* _Dataset_

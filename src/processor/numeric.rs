//! Rounding and percentage rates.

use crate::error::Result;

use polars::prelude::*;

/// Round half to even at `decimals` places, as `numpy.round` does
pub fn round_half_even(value: f64, decimals: i32) -> f64 {
    let factor = 10f64.powi(decimals);
    (value * factor).round_ties_even() / factor
}

/// `numerator / denominator * 100`, or `None` when the denominator is zero
pub fn percentage(numerator: i64, denominator: i64, decimals: i32) -> Option<f64> {
    if denominator == 0 {
        return None;
    }
    Some(round_half_even(
        numerator as f64 / denominator as f64 * 100.0,
        decimals,
    ))
}

/// Round every value of the named float columns in place
pub fn round_columns(df: &mut DataFrame, columns: &[&str], decimals: i32) -> Result<()> {
    for name in columns {
        let values = df
            .column(name)?
            .as_materialized_series()
            .cast(&DataType::Float64)?;
        let rounded: Float64Chunked = values
            .f64()?
            .into_iter()
            .map(|value| value.map(|v| round_half_even(v, decimals)))
            .collect();
        df.with_column(rounded.with_name((*name).into()).into_series())?;
    }
    Ok(())
}

/// Build a rate column `numerator / denominator * 100`.
///
/// Rows with a zero or missing denominator get a null rate.
pub fn percentage_column(
    df: &DataFrame,
    numerator: &str,
    denominator: &str,
    name: &str,
    decimals: i32,
) -> Result<Series> {
    let numerators = df
        .column(numerator)?
        .as_materialized_series()
        .strict_cast(&DataType::Int64)?;
    let denominators = df
        .column(denominator)?
        .as_materialized_series()
        .strict_cast(&DataType::Int64)?;

    let rates: Float64Chunked = numerators
        .i64()?
        .into_iter()
        .zip(denominators.i64()?.into_iter())
        .map(|(n, d)| match (n, d) {
            (Some(n), Some(d)) => percentage(n, d, decimals),
            _ => None,
        })
        .collect();

    Ok(rates.with_name(name.into()).into_series())
}
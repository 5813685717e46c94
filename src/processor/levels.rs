//! Derived ordinal codes: pollutant levels and weather cloudiness.

use crate::error::Result;

use polars::prelude::*;

/// Ordinal level 0..=3 of `value` against three ascending upper bounds.
///
/// Buckets are closed on the right: `(-inf, b1]`, `(b1, b2]`, `(b2, b3]`,
/// `(b3, inf)`. NaN has no level.
pub fn level_for(value: f64, bounds: &[f64; 3]) -> Option<i64> {
    if value.is_nan() {
        return None;
    }
    let level = bounds.iter().take_while(|&&bound| value > bound).count();
    Some(level as i64)
}

/// Level column named `name` for a numeric column
pub fn level_column(
    df: &DataFrame,
    source: &str,
    name: &str,
    bounds: &[f64; 3],
) -> Result<Series> {
    let values = df
        .column(source)?
        .as_materialized_series()
        .cast(&DataType::Float64)?;
    let levels: Int64Chunked = values
        .f64()?
        .into_iter()
        .map(|value| value.and_then(|v| level_for(v, bounds)))
        .collect();
    Ok(levels.with_name(name.into()).into_series())
}

/// Cloudiness code of a free-text condition description.
///
/// First match wins: "Overcast" is 3, "Partially cloudy" is 1, any other
/// "cloudy" is 2, everything else 0. Matching is case-sensitive, so
/// "Cloudy" alone is 0.
pub fn cloudiness_code(condition: &str) -> i64 {
    if condition.contains("Overcast") {
        3
    } else if condition.contains("Partially cloudy") {
        1
    } else if condition.contains("cloudy") {
        2
    } else {
        0
    }
}

/// Cloudiness column named `name`; missing conditions map to 0
pub fn cloudiness_column(df: &DataFrame, source: &str, name: &str) -> Result<Series> {
    let conditions = df
        .column(source)?
        .as_materialized_series()
        .cast(&DataType::String)?;
    let codes: Int64Chunked = conditions
        .str()?
        .into_iter()
        .map(|condition| Some(condition.map_or(0, cloudiness_code)))
        .collect();
    Ok(codes.with_name(name.into()).into_series())
}
//! Fixed-Frame Wire Protocol
//!
//! This module provides the wire format spoken between clients and the server.
//!
//! ## Overview
//!
//! Every exchange is a single request frame followed by a single response
//! frame. Both are 32 big-endian `u32` words (128 bytes). The first word of
//! a request selects the command (the *opcode*); the first word of a
//! response carries a [`Status`].
//!
//! ## Modules
//!
//! - `types`: Frame size constants and the `Status` enum
//! - `frame`: `RequestFrame` / `ResponseFrame` and their codec
//!
//! ## Example
//!
//! ```
//! use msgsrv::protocol::{RequestFrame, ResponseFrame, Status, FRAME_LEN};
//!
//! let request = RequestFrame::with_payload(0x10, &[7]).unwrap();
//! assert_eq!(request.to_bytes().len(), FRAME_LEN);
//!
//! let response = ResponseFrame::with_payload(Status::Ok, &[7]).unwrap();
//! assert_eq!(response.words()[..2], [200, 7]);
//! ```

pub mod frame;
pub mod types;

// Re-export commonly used types for convenience
pub use frame::{FrameError, RequestFrame, ResponseFrame};
pub use types::{Status, FRAME_LEN, FRAME_WORDS, PAYLOAD_WORDS};
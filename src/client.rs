//! Request Client
//!
//! A minimal async client for the fixed-frame protocol. It keeps one TCP
//! connection open and performs strictly sequential request/response
//! cycles, the only pattern the server supports.
//!
//! ## Example
//!
//! ```ignore
//! use msgsrv::client::MessageClient;
//! use msgsrv::protocol::Status;
//!
//! let mut client = MessageClient::connect("127.0.0.1:5000").await?;
//! let response = client.call_words(0x10, &[7]).await?;
//! assert_eq!(response.status()?, Status::Ok);
//! assert_eq!(response[1], 7);
//! ```

use crate::protocol::{FrameError, RequestFrame, ResponseFrame, FRAME_LEN};
use std::io;
use std::net::SocketAddr;
use thiserror::Error;
use tokio::io::{AsyncReadExt, AsyncWriteExt};
use tokio::net::{TcpStream, ToSocketAddrs};
use tracing::trace;

/// Errors returned by [`MessageClient`].
#[derive(Debug, Error)]
pub enum ClientError {
    /// Connection or transfer failed (including the server closing the
    /// connection before a full response arrived)
    #[error("I/O error: {0}")]
    Io(#[from] io::Error),

    /// The request could not be built
    #[error("frame error: {0}")]
    Frame(#[from] FrameError),
}

/// A connection to a command server.
#[derive(Debug)]
pub struct MessageClient {
    stream: TcpStream,
    peer: SocketAddr,
}

impl MessageClient {
    /// Connects to a server.
    pub async fn connect(addr: impl ToSocketAddrs) -> Result<Self, ClientError> {
        let stream = TcpStream::connect(addr).await?;
        stream.set_nodelay(true)?;
        let peer = stream.peer_addr()?;
        Ok(Self { stream, peer })
    }

    /// Sends one request and waits for its response.
    pub async fn call(&mut self, request: &RequestFrame) -> Result<ResponseFrame, ClientError> {
        self.stream.write_all(&request.to_bytes()).await?;

        let mut buf = [0u8; FRAME_LEN];
        self.stream.read_exact(&mut buf).await?;
        let response = ResponseFrame::decode(&buf)?;

        trace!(
            server = %self.peer,
            opcode = request.opcode(),
            status = response.status_code(),
            "Received response"
        );
        Ok(response)
    }

    /// Sends `opcode` with the given leading payload words.
    pub async fn call_words(
        &mut self,
        opcode: u32,
        payload: &[u32],
    ) -> Result<ResponseFrame, ClientError> {
        let request = RequestFrame::with_payload(opcode, payload)?;
        self.call(&request).await
    }

    /// Returns the server's address.
    pub fn peer_addr(&self) -> SocketAddr {
        self.peer
    }

    /// Returns the underlying stream, for raw access.
    pub fn into_inner(self) -> TcpStream {
        self.stream
    }
}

* _Assigned task_
Reproduce verbatim the lines above, from the line with "pub async fn call(&mut" through the line with "pub fn into_inner(self)".

* _Your response_
    pub async fn call(&mut self, request: &RequestFrame) -> Result<ResponseFrame, ClientError> {
        self.stream.write_all(&request.to_bytes()).await?;

        let mut buf = [0u8; FRAME_LEN];
        self.stream.read_exact(&mut buf).await?;
        let response = ResponseFrame::decode(&buf)?;

        trace!(
            server = %self.peer,
            opcode = request.opcode(),
            status = response.status_code(),
            "Received response"
        );
        Ok(response)
    }

    /// Sends `opcode` with the given leading payload words.
    pub async fn call_words(
        &mut self,
        opcode: u32,
        payload: &[u32],
    ) -> Result<ResponseFrame, ClientError> {
        let request = RequestFrame::with_payload(opcode, payload)?;
        self.call(&request).await
    }

    /// Returns the server's address.
    pub fn peer_addr(&self) -> SocketAddr {
        self.peer
    }

    /// Returns the underlying stream, for raw access.
    pub fn into_inner(self) -> TcpStream {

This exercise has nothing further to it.